Task material:
---------------

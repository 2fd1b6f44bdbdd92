//! Category enrichment: attach the display name of each post's category.

use std::collections::HashMap;

use crate::models::{Category, PostWithCategory, PostWithUser};

/// Look up `categoryName` by numeric category id.
///
/// When several categories share an id the last one in collection order
/// wins. A post whose id matches nothing keeps `category_name == None`.
pub fn enrich_categories(
    posts: Vec<PostWithUser>,
    categories: &[Category],
) -> Vec<PostWithCategory> {
    let mut names: HashMap<i64, &str> = HashMap::with_capacity(categories.len());
    for category in categories {
        names.insert(category.category_id, category.category_name.as_str());
    }

    posts
        .into_iter()
        .map(|post| {
            let category_name = names
                .get(&post.record.category_id)
                .map(|name| (*name).to_string());
            PostWithCategory {
                post,
                category_name,
            }
        })
        .collect()
}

---------------

Aim of the task: Scanning the material above, work out how many lines contain the word "names" and reply with the number only.

Written solution: 3